Otra información deberíamos tenerla producto de un debido proceso que no tuvieron estos cuatro asesinados y los otros tres que aparentemente ya fueron encontrados también muertos. Dice la hermana de uno de los desaparecidos: “Hemos oído comentarios de que a lo mejor andaban en malos pasos, que por eso se los llevaron los soldados… pero ¿a poco no tenían que ser llevados ante alguna autoridad si fuera cierto?; ahora encontraron a los otros muertos, ¿a poco les tenían que hacer eso si andaban mal? Ya no sé qué palabras usar para decirle cómo me siento”.
Entiendo que eran jornaleros, gente pobre, sin oportunidades educativas ni de otra índole. ¿Estaban en la escuela esos cuatro adolescentes? ¿Dónde estaba el Estado y su política de protección especial dirigida a esta población?

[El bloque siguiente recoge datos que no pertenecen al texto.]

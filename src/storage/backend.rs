//! Storage backend abstraction.
//!
//! This module defines the [`Storage`] trait that abstracts over the favorites
//! persistence backends. The trait is synchronous; the asynchronous
//! [`FavoritesStore`](crate::storage::FavoritesStore) runs every call on the
//! blocking thread pool.

use crate::domain::error::Result;
use crate::storage::models::FavoriteRecord;

/// Abstraction over persistent favorites backends.
///
/// # Implementations
///
/// - [`SqliteStorage`](crate::storage::SqliteStorage): SQLite table with schema
///   migrations (default)
/// - [`JsonStorage`](crate::storage::JsonStorage): JSON document with atomic writes
///
/// # Examples
///
/// ```
/// use filmshelf::storage::{FavoriteRecord, SqliteStorage, Storage};
/// use filmshelf::CatalogItem;
///
/// let mut storage = SqliteStorage::open_in_memory()?;
/// storage.upsert_favorite(&FavoriteRecord::from_item(&CatalogItem::new(1, "Heat")))?;
/// assert_eq!(storage.list_favorites()?.len(), 1);
/// # Ok::<(), filmshelf::FilmshelfError>(())
/// ```
pub trait Storage: Send {
    /// Returns every favorite in insertion order.
    ///
    /// Replacing an existing record counts as a fresh insertion.
    ///
    /// # Errors
    ///
    /// Returns an error if the read operation fails.
    fn list_favorites(&self) -> Result<Vec<FavoriteRecord>>;

    /// Retrieves a single favorite by identifier.
    ///
    /// Returns `Ok(None)` if the favorite doesn't exist.
    ///
    /// # Errors
    ///
    /// Returns an error if the read operation fails.
    fn get_favorite(&self, id: i64) -> Result<Option<FavoriteRecord>>;

    /// Inserts a favorite, replacing any record with the same identifier.
    ///
    /// # Errors
    ///
    /// Returns an error if the write fails.
    fn upsert_favorite(&mut self, record: &FavoriteRecord) -> Result<()>;

    /// Removes the favorite with the given identifier.
    ///
    /// Returns whether a record was removed. Deleting an absent identifier is
    /// not an error.
    ///
    /// # Errors
    ///
    /// Returns an error if the write fails.
    fn delete_favorite(&mut self, id: i64) -> Result<bool>;
}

El caso es que todo esto no para. La “bola de nieve” viene creciendo desde hace décadas. Corrupción, violencia, desapariciones forzadas, desplazados, autoridades envueltas en el crimen, niños, niñas y adolescentes sin oportunidades reales para ellos y sus familias, continúan su marcha inexorable mientras gobiernos van y gobiernos vienen.
“El Chapo” ya salió a la luz del día. Nosotros no acabamos de salir de la noche de nuestra historia porque nuestra moto, el Estado que tenemos, a diferencia de la que permitió la libertad de ese criminal, carece de rieles y está atascada en el fondo del túnel. México requiere levantar esos pilares a los que se refiere Meschoulam, condiciones ineludibles para la paz que “quizás jamás hemos realmente experimentado de manera plena, y cuya ausencia ha terminado por explotar en nuestras caras.”
P.D. Esperamos una investigación ejemplar de la Procuraduría General de Justicia Militar, así como de las autoridades civiles competentes, en particular un informe detallado sobre los adolescentes asesinados y sus familias.